Dive Brief:
- Alexion Pharmaceuticals is spending $930 million in cash to acquire Achillion Pharmaceuticals, a Pennsylvania-based company developing drugs for some of the same diseases Alexion targets.
- Achillion's work revolves around oral inhibitors of Factor D — a regulatory protein found in the alternative complement pathway, which is part of the body's immune system. Achillion's most advanced drug is in mid-stage testing for two rare diseases, paroxysmal nocturnal hemoglobinuria and C3 glomerulopathy, which are also known respectively as PNH and C3G.

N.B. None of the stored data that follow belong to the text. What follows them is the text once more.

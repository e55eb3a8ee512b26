//! Sliding-window request throttling
//!
//! Keeps the timestamps of recent requests in two windows (one minute, one
//! hour). An admission request prunes both windows and, when either is at
//! its ceiling, sleeps until the oldest entry ages out. This bounds the
//! number of requests in any trailing window rather than smoothing them
//! like a token bucket would.

use crate::config::RateLimitConfig;
use std::collections::VecDeque;
use std::time::Duration;
use tokio::sync::Mutex;
use tokio::time::Instant;

const MINUTE: Duration = Duration::from_secs(60);
const HOUR: Duration = Duration::from_secs(3600);

struct Windows {
    minute: VecDeque<Instant>,
    hour: VecDeque<Instant>,
}

/// Per-client request throttle
pub struct RateLimiter {
    config: RateLimitConfig,
    windows: Mutex<Windows>,
}

impl RateLimiter {
    pub fn new(config: RateLimitConfig) -> Self {
        Self {
            config,
            windows: Mutex::new(Windows {
                minute: VecDeque::new(),
                hour: VecDeque::new(),
            }),
        }
    }

    /// Wait until a request may be sent, then record it.
    ///
    /// Returns how long the caller was held back. Concurrent callers are
    /// admitted one at a time so the ceilings hold under contention.
    pub async fn acquire(&self) -> Duration {
        let started = Instant::now();
        let mut windows = self.windows.lock().await;

        loop {
            let now = Instant::now();
            prune(&mut windows.minute, now, MINUTE);
            prune(&mut windows.hour, now, HOUR);

            let wait = wait_for(&windows.minute, self.config.requests_per_minute, now, MINUTE)
                .max(wait_for(&windows.hour, self.config.requests_per_hour, now, HOUR));

            if wait.is_zero() {
                break;
            }

            tracing::info!("Rate limiting: waiting {:.1}s", wait.as_secs_f64());
            tokio::time::sleep(wait).await;
        }

        let now = Instant::now();
        windows.minute.push_back(now);
        windows.hour.push_back(now);

        started.elapsed()
    }

    /// Requests recorded in the trailing minute and hour
    pub async fn in_flight(&self) -> (usize, usize) {
        let mut windows = self.windows.lock().await;
        let now = Instant::now();
        prune(&mut windows.minute, now, MINUTE);
        prune(&mut windows.hour, now, HOUR);
        (windows.minute.len(), windows.hour.len())
    }
}

fn prune(window: &mut VecDeque<Instant>, now: Instant, span: Duration) {
    while let Some(&oldest) = window.front() {
        if now.duration_since(oldest) >= span {
            window.pop_front();
        } else {
            break;
        }
    }
}

fn wait_for(window: &VecDeque<Instant>, ceiling: usize, now: Instant, span: Duration) -> Duration {
    // Configured ceilings are at least 1; zero only reaches here from a
    // directly built limiter and disables that window.
    if ceiling == 0 || window.len() < ceiling {
        return Duration::ZERO;
    }
    // The window holds at least `ceiling` entries, so admitting one more
    // requires the entry `ceiling` places from the back to expire.
    let blocking = window[window.len() - ceiling];
    span.saturating_sub(now.duration_since(blocking))
}
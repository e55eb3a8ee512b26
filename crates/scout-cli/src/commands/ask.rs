//! Ask command

use crate::app::{AskArgs, OutputFormat};
use anyhow::Result;
use scout_core::llm::ChunkCallback;
use scout_core::{Config, FallbackChain, GenerateRequest, ResearchQueue};
use std::io::Write;

pub async fn run(args: AskArgs, config: &Config, format: OutputFormat) -> Result<()> {
    let chain = FallbackChain::from_config(&config.llm)?;
    let queue = ResearchQueue::new(config.research.max_concurrent);

    let mut request =
        GenerateRequest::new(args.system, args.question.join(" ")).with_temperature(args.temperature);
    if let Some(max_tokens) = args.max_tokens {
        request = request.with_max_tokens(max_tokens);
    }

    let print_fragment = |fragment: &str, _: &str| -> anyhow::Result<()> {
        let mut stdout = std::io::stdout().lock();
        stdout.write_all(fragment.as_bytes())?;
        stdout.flush()?;
        Ok(())
    };
    let live_output = args.stream && format == OutputFormat::Cli;
    let on_chunk: Option<&ChunkCallback<'_>> = if live_output {
        Some(&print_fragment)
    } else {
        None
    };

    let completion = queue
        .run(async {
            if args.stream {
                chain.generate_stream_detailed(&request, on_chunk).await
            } else {
                chain.generate_detailed(&request).await
            }
        })
        .await??;

    match format {
        OutputFormat::Json => println!("{}", serde_json::to_string_pretty(&completion)?),
        OutputFormat::Cli => {
            if live_output {
                println!();
            } else {
                println!("{}", completion.text);
            }
            if let Some(provider) = &completion.served_by {
                eprintln!("[answered by {}]", provider);
            }
        }
    }
    Ok(())
}
//! Integration tests for the two-tier search cache

use async_trait::async_trait;
use scout_core::db::now_epoch;
use scout_core::llm::HashEmbedder;
use scout_core::{
    CacheOptions, CachedSearch, Embedder, Result, ScoutError, SearchCache, SearchDepth,
    SearchProvider, SearchRequest,
};
use serde_json::json;
use std::sync::atomic::{AtomicUsize, Ordering};
use std::sync::Arc;
use tempfile::TempDir;

fn options(ttl_hours: u64) -> CacheOptions {
    CacheOptions {
        ttl_hours,
        ..CacheOptions::default()
    }
}

fn exact_cache(dir: &TempDir) -> SearchCache {
    SearchCache::open(dir.path().join("cache.sqlite"), options(24), None).unwrap()
}

fn semantic_cache(dir: &TempDir) -> SearchCache {
    SearchCache::open(
        dir.path().join("cache.sqlite"),
        options(24),
        Some(Arc::new(HashEmbedder::default())),
    )
    .unwrap()
}

fn response(tag: &str) -> serde_json::Value {
    json!({
        "query": tag,
        "answer": format!("answer for {}", tag),
        "results": [{"title": tag, "url": "https://example.com", "content": "...", "score": 0.7}]
    })
}

/// Embeds like the hash embedder but reports a different model
struct RenamedEmbedder(HashEmbedder);

#[async_trait]
impl Embedder for RenamedEmbedder {
    async fn embed(&self, text: &str) -> Result<Vec<f32>> {
        Ok(self.0.embed_sync(text))
    }

    fn dimensions(&self) -> usize {
        self.0.dimensions()
    }

    fn model_name(&self) -> &str {
        "renamed"
    }

    fn recommended_threshold(&self) -> f32 {
        0.20
    }
}

struct BrokenEmbedder;

#[async_trait]
impl Embedder for BrokenEmbedder {
    async fn embed(&self, _text: &str) -> Result<Vec<f32>> {
        Err(ScoutError::Embedding("backend offline".to_string()))
    }

    fn dimensions(&self) -> usize {
        8
    }

    fn model_name(&self) -> &str {
        "broken"
    }
}

#[tokio::test]
async fn test_round_trip() {
    let dir = TempDir::new().unwrap();
    let cache = exact_cache(&dir);

    assert!(cache.get("rust async", SearchDepth::Basic, 5).await.unwrap().is_none());

    cache
        .put("rust async", SearchDepth::Basic, 5, &response("rust"))
        .await
        .unwrap();
    let cached = cache.get("rust async", SearchDepth::Basic, 5).await.unwrap();
    assert_eq!(cached, Some(response("rust")));
}

#[tokio::test]
async fn test_parameters_isolate_entries() {
    let dir = TempDir::new().unwrap();
    let cache = exact_cache(&dir);

    cache
        .put("rust async", SearchDepth::Basic, 5, &response("basic-5"))
        .await
        .unwrap();

    assert!(cache.get("rust async", SearchDepth::Advanced, 5).await.unwrap().is_none());
    assert!(cache.get("rust async", SearchDepth::Basic, 10).await.unwrap().is_none());

    cache
        .put("rust async", SearchDepth::Advanced, 5, &response("advanced-5"))
        .await
        .unwrap();
    assert_eq!(
        cache.get("rust async", SearchDepth::Basic, 5).await.unwrap(),
        Some(response("basic-5"))
    );
    assert_eq!(
        cache.get("rust async", SearchDepth::Advanced, 5).await.unwrap(),
        Some(response("advanced-5"))
    );
}

#[tokio::test]
async fn test_case_and_whitespace_insensitive() {
    let dir = TempDir::new().unwrap();
    let cache = exact_cache(&dir);

    cache
        .put("Rust Async", SearchDepth::Basic, 5, &response("rust"))
        .await
        .unwrap();
    let cached = cache.get("  rust async\n", SearchDepth::Basic, 5).await.unwrap();
    assert_eq!(cached, Some(response("rust")));
}

#[tokio::test]
async fn test_zero_ttl_is_expired_immediately() {
    let dir = TempDir::new().unwrap();
    let cache = SearchCache::open(dir.path().join("cache.sqlite"), options(0), None).unwrap();

    cache.put("a", SearchDepth::Basic, 5, &response("a")).await.unwrap();
    cache.put("b", SearchDepth::Basic, 5, &response("b")).await.unwrap();

    assert_eq!(cache.clear_expired().unwrap(), 2);
    assert_eq!(cache.clear_expired().unwrap(), 0);
    assert_eq!(cache.get_stats().unwrap().entries, 0);
}

#[tokio::test]
async fn test_expired_entry_is_lazily_deleted() {
    let dir = TempDir::new().unwrap();
    let cache = exact_cache(&dir);

    cache.put("old", SearchDepth::Basic, 5, &response("old")).await.unwrap();
    cache.put("new", SearchDepth::Basic, 5, &response("new")).await.unwrap();
    assert!(cache
        .set_expires_at("old", SearchDepth::Basic, 5, now_epoch() - 1.0)
        .unwrap());

    assert!(cache.get("old", SearchDepth::Basic, 5).await.unwrap().is_none());
    assert_eq!(cache.get_stats().unwrap().entries, 1);
    assert_eq!(cache.clear_expired().unwrap(), 0);
}

#[tokio::test]
async fn test_clear_expired_counts_backdated_rows() {
    let dir = TempDir::new().unwrap();
    let cache = semantic_cache(&dir);

    for query in ["one", "two", "three"] {
        cache.put(query, SearchDepth::Basic, 5, &response(query)).await.unwrap();
    }
    let past = now_epoch() - 3600.0;
    cache.set_expires_at("one", SearchDepth::Basic, 5, past).unwrap();
    cache.set_expires_at("two", SearchDepth::Basic, 5, past).unwrap();

    assert_eq!(cache.clear_expired().unwrap(), 2);
    let stats = cache.get_stats().unwrap();
    assert_eq!(stats.entries, 1);
    assert_eq!(stats.vectors, 1);
    assert!(cache.get("three", SearchDepth::Basic, 5).await.unwrap().is_some());
}

#[tokio::test]
async fn test_semantic_hit_for_paraphrase() {
    let dir = TempDir::new().unwrap();
    let cache = semantic_cache(&dir);

    cache
        .put("quantum computing basics", SearchDepth::Basic, 5, &response("quantum"))
        .await
        .unwrap();

    let hit = cache
        .get("introduction to quantum computing", SearchDepth::Basic, 5)
        .await
        .unwrap();
    assert_eq!(hit, Some(response("quantum")));

    let stats = cache.get_stats().unwrap();
    assert_eq!(stats.hits, 0);
    assert_eq!(stats.semantic_hits, 1);
    assert_eq!(stats.total_hits_stored, 1);
    assert_eq!(stats.vectors, 1);
}

#[tokio::test]
async fn test_no_semantic_hit_for_unrelated_query() {
    let dir = TempDir::new().unwrap();
    let cache = semantic_cache(&dir);

    cache
        .put("quantum computing basics", SearchDepth::Basic, 5, &response("quantum"))
        .await
        .unwrap();

    let miss = cache
        .get("best chocolate cake recipe", SearchDepth::Basic, 5)
        .await
        .unwrap();
    assert!(miss.is_none());
    assert_eq!(cache.get_stats().unwrap().misses, 1);
}

#[tokio::test]
async fn test_semantic_match_respects_parameters() {
    let dir = TempDir::new().unwrap();
    let cache = semantic_cache(&dir);

    cache
        .put("quantum computing basics", SearchDepth::Basic, 5, &response("quantum"))
        .await
        .unwrap();

    let paraphrase = "introduction to quantum computing";
    assert!(cache.get(paraphrase, SearchDepth::Advanced, 5).await.unwrap().is_none());
    assert!(cache.get(paraphrase, SearchDepth::Basic, 3).await.unwrap().is_none());
    assert!(cache.get(paraphrase, SearchDepth::Basic, 5).await.unwrap().is_some());
}

#[tokio::test]
async fn test_semantic_tier_ignores_expired_rows() {
    let dir = TempDir::new().unwrap();
    let cache = semantic_cache(&dir);

    cache
        .put("quantum computing basics", SearchDepth::Basic, 5, &response("quantum"))
        .await
        .unwrap();
    cache
        .set_expires_at("quantum computing basics", SearchDepth::Basic, 5, now_epoch() - 1.0)
        .unwrap();

    let result = cache
        .get("introduction to quantum computing", SearchDepth::Basic, 5)
        .await
        .unwrap();
    assert!(result.is_none());
}

#[tokio::test]
async fn test_exact_only_cache_has_no_semantic_tier() {
    let dir = TempDir::new().unwrap();
    let cache = exact_cache(&dir);

    cache
        .put("quantum computing basics", SearchDepth::Basic, 5, &response("quantum"))
        .await
        .unwrap();
    let result = cache
        .get("introduction to quantum computing", SearchDepth::Basic, 5)
        .await
        .unwrap();
    assert!(result.is_none());

    let stats = cache.get_stats().unwrap();
    assert!(!stats.semantic_enabled);
    assert_eq!(stats.similarity_threshold, 0.85);
    assert_eq!(stats.vectors, 0);
}

#[tokio::test]
async fn test_vectors_are_scoped_to_embedder_model() {
    let dir = TempDir::new().unwrap();
    let path = dir.path().join("cache.sqlite");

    let hashed = SearchCache::open(&path, options(24), Some(Arc::new(HashEmbedder::default()))).unwrap();
    hashed
        .put("quantum computing basics", SearchDepth::Basic, 5, &response("quantum"))
        .await
        .unwrap();
    drop(hashed);

    let renamed = SearchCache::open(
        &path,
        options(24),
        Some(Arc::new(RenamedEmbedder(HashEmbedder::default()))),
    )
    .unwrap();
    let result = renamed
        .get("introduction to quantum computing", SearchDepth::Basic, 5)
        .await
        .unwrap();
    assert!(result.is_none());

    // The exact tier is shared regardless of embedder
    assert!(renamed
        .get("quantum computing basics", SearchDepth::Basic, 5)
        .await
        .unwrap()
        .is_some());
}

#[tokio::test]
async fn test_embedder_failures_are_swallowed() {
    let dir = TempDir::new().unwrap();
    let cache = SearchCache::open(
        dir.path().join("cache.sqlite"),
        options(24),
        Some(Arc::new(BrokenEmbedder)),
    )
    .unwrap();

    cache
        .put("rust async", SearchDepth::Basic, 5, &response("rust"))
        .await
        .unwrap();
    assert!(cache.get("rust async", SearchDepth::Basic, 5).await.unwrap().is_some());
    assert!(cache.get("tokio runtime", SearchDepth::Basic, 5).await.unwrap().is_none());
}

#[tokio::test]
async fn test_threshold_override() {
    let dir = TempDir::new().unwrap();
    let cache = SearchCache::open(
        dir.path().join("cache.sqlite"),
        CacheOptions {
            similarity_threshold: Some(0.95),
            ..CacheOptions::default()
        },
        Some(Arc::new(HashEmbedder::default())),
    )
    .unwrap();

    cache
        .put("quantum computing basics", SearchDepth::Basic, 5, &response("quantum"))
        .await
        .unwrap();
    let result = cache
        .get("introduction to quantum computing", SearchDepth::Basic, 5)
        .await
        .unwrap();
    assert!(result.is_none());
    assert_eq!(cache.get_stats().unwrap().similarity_threshold, 0.95);
}

#[tokio::test]
async fn test_stats_and_persistence() {
    let dir = TempDir::new().unwrap();
    let path = dir.path().join("cache.sqlite");

    {
        let cache = semantic_cache(&dir);
        cache.put("rust async", SearchDepth::Basic, 5, &response("rust")).await.unwrap();
        cache.get("rust async", SearchDepth::Basic, 5).await.unwrap();
        cache.get("rust async", SearchDepth::Basic, 5).await.unwrap();
        cache.get("go channels", SearchDepth::Basic, 5).await.unwrap();

        let stats = cache.get_stats().unwrap();
        assert_eq!(stats.entries, 1);
        assert_eq!(stats.hits, 2);
        assert_eq!(stats.misses, 1);
        assert!((stats.hit_rate - 2.0 / 3.0).abs() < 1e-9);
        assert_eq!(stats.ttl_hours, 24);
        assert!(stats.semantic_enabled);
        assert_eq!(stats.similarity_threshold, 0.20);
    }

    let reopened = SearchCache::open(&path, options(24), None).unwrap();
    let stats = reopened.get_stats().unwrap();
    assert_eq!(stats.entries, 1);
    assert_eq!(stats.total_hits_stored, 2);
    assert_eq!(stats.hits, 0);
    assert_eq!(stats.hit_rate, 0.0);
}

#[tokio::test]
async fn test_reput_resets_hits_and_replaces_payload() {
    let dir = TempDir::new().unwrap();
    let cache = semantic_cache(&dir);

    cache.put("rust", SearchDepth::Basic, 5, &response("v1")).await.unwrap();
    cache.get("rust", SearchDepth::Basic, 5).await.unwrap();
    cache.put("rust", SearchDepth::Basic, 5, &response("v2")).await.unwrap();

    assert_eq!(cache.get_stats().unwrap().total_hits_stored, 0);
    assert_eq!(
        cache.get("rust", SearchDepth::Basic, 5).await.unwrap(),
        Some(response("v2"))
    );
}

struct CountingProvider {
    calls: AtomicUsize,
}

#[async_trait]
impl SearchProvider for CountingProvider {
    async fn search(&self, request: &SearchRequest) -> Result<serde_json::Value> {
        self.calls.fetch_add(1, Ordering::SeqCst);
        Ok(response(&request.query))
    }

    fn name(&self) -> &str {
        "counting"
    }
}

#[tokio::test]
async fn test_cached_search_pays_once() {
    let dir = TempDir::new().unwrap();
    let cache = Arc::new(semantic_cache(&dir));
    let search = CachedSearch::new(
        Arc::clone(&cache),
        CountingProvider {
            calls: AtomicUsize::new(0),
        },
    );

    let request = SearchRequest::new("quantum computing basics");
    let first = search.search(&request).await.unwrap();
    assert!(!first.from_cache);

    let second = search.search(&request).await.unwrap();
    assert!(second.from_cache);
    assert_eq!(second.response, first.response);

    let paraphrase = search
        .search(&SearchRequest::new("introduction to quantum computing"))
        .await
        .unwrap();
    assert!(paraphrase.from_cache);

    let other = search
        .search(&SearchRequest::new("quantum computing basics").with_depth(SearchDepth::Advanced))
        .await
        .unwrap();
    assert!(!other.from_cache);
    assert_eq!(search.provider().calls.load(Ordering::SeqCst), 2);
}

- Additionally, the deal would give Alexion a second-generation Factor D inhibitor that's in Phase 1 testing for PNH and other alternative pathway diseases. However, the overlap between the two companies' research projects has analysts somewhat concerned the acquisition may not go through or be delayed, given that a couple recent biopharma deals have run into antitrust challenges from the Federal Trade Commission.
Dive Insight:
The FTC has weighed unusually heavy on biopharma dealmakers for the past several months. Particularly unnerving for investors have been antitrust concerns over Bristol-Myers Squibb's and Roche's pending acquisitions of Celgene and Spark Therapeutics, respectively.
Analysts at Piper Jaffray, SVB Leerink and Stifel all viewed the Alexion deal as a positive for either or both companies, but acknowledged that its closure, which is slated for the first half of 2020, hinges on the FTC's views.
"[R]ationally speaking this seems a little absurd, but with the Roche/Spark transaction seemingly delayed due to the overlap between a commercial franchise (Hemlibra) and an early stage gene therapy program, some concern here is warranted," wrote Paul Matteis of Stifel in a note to clients.
Regarding Roche-Spark, the FTC appears to have taken issue with the deal because it would put multiple disruptors to the hemophilia drug market under one roof. Roche didn't provide any new details about the holdup on an earnings call Wednesday, but the months-long delay has become an overhang both for the Swiss pharma giant as well as gene therapy developers.
Meanwhile, Bristol-Myers and Celgene have had to sell off the latter's blockbuster Otezla (apremilast) franchise to address FTC concerns and move forward with their deal. With Otezla, the combined company would have held two marketed products for psoriatic arthritis and another late-stage experimental therapy for psoriasis.
Amgen ultimately bought Otezla for $13 billion — though there were some questions around the deal since Amgen also has a powerful foothold in the immunology drug market.
Alexion's Soliris (eculizumab) is another blockbuster therapy. Like Achillion's drugs, it targets the complement immune system and has been shown to be an effective therapy across multiple rare diseases, including PNH. Alexion's portfolio houses a Soliris follow-on treatment, called Ultomiris (ravulizumab), that received its first Food and Drug Administration approval last year in PNH.
The company is currently working to switch patients from Soliris on to Ultomiris.
Per terms of the Achillion deal, Alexion would pay in cash $6.30 per share of the target's common stock. Alexion recorded about $2.1 billion in cash, cash equivalents and marketable securities as of June 30.
Alexion noted that the deal would also bring in Achillion's cash reserves, which totaled $230 million as of Sept. 30. Achillion investors could receive an additional $2 per share through a contingent value right if the biotech's lead drug, danicopan, gets FDA approval and its second-generation Factor D inhibitor, ACH-5228, moves into Phase 3 testing.